Unemployment was particularly concentrated among younger
workers living in urban areas. According to Vietnamese government
statistics, of the 7 million persons who entered the work force
between 1981 and 1985, about 33 percent lived in urban areas, and
only 15 to 20 percent reportedly had found jobs. The actual ratio
of jobs to unemployed people may not have been as grim as
statistics indicate, however. According to some observers, the
high rate of inflation during the period forced many people,
especially state workers, to take a second job in order to make
ends meet.
Vietnam's economic prospects for the late 1980s and early
1990s depended on resolving population and labor problems.
Government population projections in 1987 showed that the gender
imbalance, with females more numerous, probably would persist
through the end of the century. National security concerns were
unlikely to diminish, and the armed forces were expected to
continue their high demand for males of service age. A similar
demand also was expected to continue in the sectors and
occupations in which males were employed during the 1980s:
agriculture, fishing, mining, metallurgy, machine building,
construction, and transportation. Female workers probably would
remain concentrated in subsistence agriculture, light industry,
and, perhaps, forestry. Education, training programs, and the
wage structure were expected to continue to favor males and
male-dominated occupations, while the absence of these incentives
would cause productivity gains in female-intensive industries to
remain low.
Economic recovery policies that emphasized austerity and
postponed industrialization were unlikely to create sufficient
new employment opportunities. In the short run, the government's
discharge of surplus state employees during the mid-1980s in
order to curb expenditures would tend to increase unemployment.

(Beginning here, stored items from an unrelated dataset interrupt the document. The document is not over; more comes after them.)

use std::net::SocketAddr;

use metrics_exporter_prometheus::{BuildError, PrometheusBuilder};

// ── Negotiation ─────────────────────────────────────────────────

/// Counter: booking requests created.
pub const REQUESTS_CREATED_TOTAL: &str = "tutorbook_requests_created_total";

/// Counter: booking requests leaving Pending. Labels: outcome.
pub const REQUESTS_RESOLVED_TOTAL: &str = "tutorbook_requests_resolved_total";

// ── Locks & allocation ──────────────────────────────────────────

/// Counter: lock attempts that hit a held slot.
pub const LOCK_CONFLICTS_TOTAL: &str = "tutorbook_lock_conflicts_total";

/// Counter: expired locks removed by the sweeper.
pub const LOCKS_PURGED_TOTAL: &str = "tutorbook_locks_purged_total";

/// Counter: sessions created.
pub const SESSIONS_ALLOCATED_TOTAL: &str = "tutorbook_sessions_allocated_total";

/// Counter: allocation batches rejected at the final check.
pub const ALLOCATION_FAILURES_TOTAL: &str = "tutorbook_allocation_failures_total";

// ── Session lifecycle ───────────────────────────────────────────

pub const SESSIONS_CANCELLED_TOTAL: &str = "tutorbook_sessions_cancelled_total";

/// Counter: cancellations inside the module cutoff.
pub const LATE_CANCELLATIONS_TOTAL: &str = "tutorbook_late_cancellations_total";

pub const SESSIONS_ACTIVATED_TOTAL: &str = "tutorbook_sessions_activated_total";
pub const SESSIONS_COMPLETED_TOTAL: &str = "tutorbook_sessions_completed_total";

// ── Sweeper & WAL ───────────────────────────────────────────────

/// Histogram: one sweep pass in seconds.
pub const SWEEP_DURATION_SECONDS: &str = "tutorbook_sweep_duration_seconds";

/// Histogram: WAL group-commit flush duration in seconds.
pub const WAL_FLUSH_DURATION_SECONDS: &str = "tutorbook_wal_flush_duration_seconds";

/// Histogram: WAL group-commit batch size (events per flush).
pub const WAL_FLUSH_BATCH_SIZE: &str = "tutorbook_wal_flush_batch_size";

pub const WAL_COMPACTIONS_TOTAL: &str = "tutorbook_wal_compactions_total";

/// Install the Prometheus exporter on the given port. No-op if port is None.
pub fn init(port: Option<u16>) -> Result<(), BuildError> {
    let Some(port) = port else { return Ok(()) };
    let addr: SocketAddr = ([0, 0, 0, 0], port).into();
    PrometheusBuilder::new().with_http_listener(addr).install()?;
    tracing::info!("metrics endpoint: http://0.0.0.0:{port}/metrics");
    Ok(())
}
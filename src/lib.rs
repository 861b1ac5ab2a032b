pub mod clock;
pub mod config;
pub mod engine;
pub mod limits;
pub mod model;
pub mod notify;
pub mod observability;
pub mod sweeper;
pub mod wal;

The stress on boosting production in light industry was expected
eventually to reduce unemployment, but only if expansion were
supported with state investment and bank credit. The coincident
removal of restraints on the labor-intensive informal economy,
which was uncontrolled by the state, and the likely influx of
labor into this sector could then be expected to expand the
informal economy relative to the official economy.